Exercise data START

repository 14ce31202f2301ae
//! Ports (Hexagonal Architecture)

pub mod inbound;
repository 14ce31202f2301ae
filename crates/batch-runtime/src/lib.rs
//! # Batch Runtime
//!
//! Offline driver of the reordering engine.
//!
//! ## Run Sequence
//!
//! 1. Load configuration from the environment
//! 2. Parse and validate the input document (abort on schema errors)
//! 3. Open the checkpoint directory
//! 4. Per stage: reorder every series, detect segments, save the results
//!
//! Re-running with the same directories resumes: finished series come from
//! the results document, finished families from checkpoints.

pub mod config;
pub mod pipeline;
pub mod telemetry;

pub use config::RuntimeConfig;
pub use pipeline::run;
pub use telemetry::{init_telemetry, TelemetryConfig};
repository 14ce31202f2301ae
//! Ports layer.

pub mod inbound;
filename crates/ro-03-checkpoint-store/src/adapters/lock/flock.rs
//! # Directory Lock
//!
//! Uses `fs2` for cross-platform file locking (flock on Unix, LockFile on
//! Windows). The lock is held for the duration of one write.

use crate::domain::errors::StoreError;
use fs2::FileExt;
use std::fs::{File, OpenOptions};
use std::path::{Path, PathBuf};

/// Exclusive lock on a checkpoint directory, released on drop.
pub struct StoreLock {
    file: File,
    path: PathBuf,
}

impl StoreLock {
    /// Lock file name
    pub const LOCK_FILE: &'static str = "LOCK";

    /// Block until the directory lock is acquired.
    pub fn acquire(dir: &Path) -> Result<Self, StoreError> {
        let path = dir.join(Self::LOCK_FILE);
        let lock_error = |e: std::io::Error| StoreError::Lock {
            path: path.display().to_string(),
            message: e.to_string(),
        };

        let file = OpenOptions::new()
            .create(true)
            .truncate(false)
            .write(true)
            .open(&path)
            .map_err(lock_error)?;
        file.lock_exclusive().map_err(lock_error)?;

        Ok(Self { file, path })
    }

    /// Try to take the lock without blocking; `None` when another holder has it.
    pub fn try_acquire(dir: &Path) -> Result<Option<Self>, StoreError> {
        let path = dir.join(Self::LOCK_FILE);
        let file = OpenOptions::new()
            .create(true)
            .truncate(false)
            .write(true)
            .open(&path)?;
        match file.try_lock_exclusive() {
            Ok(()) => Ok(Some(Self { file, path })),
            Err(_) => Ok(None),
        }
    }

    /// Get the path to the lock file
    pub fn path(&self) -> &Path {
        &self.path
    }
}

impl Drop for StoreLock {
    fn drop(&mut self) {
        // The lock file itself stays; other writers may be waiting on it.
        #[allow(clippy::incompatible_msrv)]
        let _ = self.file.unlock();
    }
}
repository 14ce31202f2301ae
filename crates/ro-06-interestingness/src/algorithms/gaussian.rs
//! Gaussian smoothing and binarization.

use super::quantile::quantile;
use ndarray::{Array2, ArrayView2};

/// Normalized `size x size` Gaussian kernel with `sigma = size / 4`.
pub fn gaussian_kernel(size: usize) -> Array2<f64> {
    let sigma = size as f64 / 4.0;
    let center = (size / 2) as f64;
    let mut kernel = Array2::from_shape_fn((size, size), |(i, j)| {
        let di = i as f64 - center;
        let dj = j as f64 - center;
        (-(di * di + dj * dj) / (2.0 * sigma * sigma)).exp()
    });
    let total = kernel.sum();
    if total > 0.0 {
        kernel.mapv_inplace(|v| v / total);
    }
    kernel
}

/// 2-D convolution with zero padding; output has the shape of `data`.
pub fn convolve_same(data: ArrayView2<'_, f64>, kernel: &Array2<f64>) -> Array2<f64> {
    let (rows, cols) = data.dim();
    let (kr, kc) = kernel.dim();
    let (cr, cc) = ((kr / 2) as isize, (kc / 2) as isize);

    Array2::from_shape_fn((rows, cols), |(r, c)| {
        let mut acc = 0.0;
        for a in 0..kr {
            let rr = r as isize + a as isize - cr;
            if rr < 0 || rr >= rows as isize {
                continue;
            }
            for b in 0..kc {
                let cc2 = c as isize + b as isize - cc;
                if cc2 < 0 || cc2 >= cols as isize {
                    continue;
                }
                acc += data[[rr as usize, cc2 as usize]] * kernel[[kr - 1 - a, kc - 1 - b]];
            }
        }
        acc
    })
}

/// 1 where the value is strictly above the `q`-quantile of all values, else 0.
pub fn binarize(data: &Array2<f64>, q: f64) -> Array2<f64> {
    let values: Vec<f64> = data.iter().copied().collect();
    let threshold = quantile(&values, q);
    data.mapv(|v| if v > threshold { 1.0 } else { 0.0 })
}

Exercise data END

### Work task
Return the line where "pub fn binarize(data: &Array2<f64>, q: f64)" appears, then every line after it to the end of the listing, all exactly as written.

### Completed exercise
pub fn binarize(data: &Array2<f64>, q: f64) -> Array2<f64> {
    let values: Vec<f64> = data.iter().copied().collect();
    let threshold = quantile(&values, q);
    data.mapv(|v| if v > threshold { 1.0 } else { 0.0 })
}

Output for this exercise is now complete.